TRY IT ▸ Below you will find a set of lines. Repeat them all exactly.

RECORDS TO PROCESS ▸
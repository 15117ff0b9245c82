use tokio::net::TcpListener;
use tracing_subscriber::EnvFilter;

#[tokio::main]
async fn main() -> Result<(), std::io::Error> {
    tracing_subscriber::fmt()
        .with_env_filter(
            EnvFilter::try_from_default_env().unwrap_or_else(|_| EnvFilter::new("info")),
        )
        .init();

    let port = std::env::var("PORT").unwrap_or_else(|_| "3000".to_string());
    let addr = format!("127.0.0.1:{port}");
    let listener = TcpListener::bind(&addr).await?;
    tracing::info!("listening on {addr}");
    mock_server::run(listener).await
}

EXERCISE SOLUTION ▸
repository 15117ff0b9245c82
use tokio::net::TcpListener;
use tracing_subscriber::EnvFilter;

#[tokio::main]
async fn main() -> Result<(), std::io::Error> {
    tracing_subscriber::fmt()
        .with_env_filter(
            EnvFilter::try_from_default_env().unwrap_or_else(|_| EnvFilter::new("info")),
        )
        .init();

    let port = std::env::var("PORT").unwrap_or_else(|_| "3000".to_string());
    let addr = format!("127.0.0.1:{port}");
    let listener = TcpListener::bind(&addr).await?;
    tracing::info!("listening on {addr}");
    mock_server::run(listener).await
}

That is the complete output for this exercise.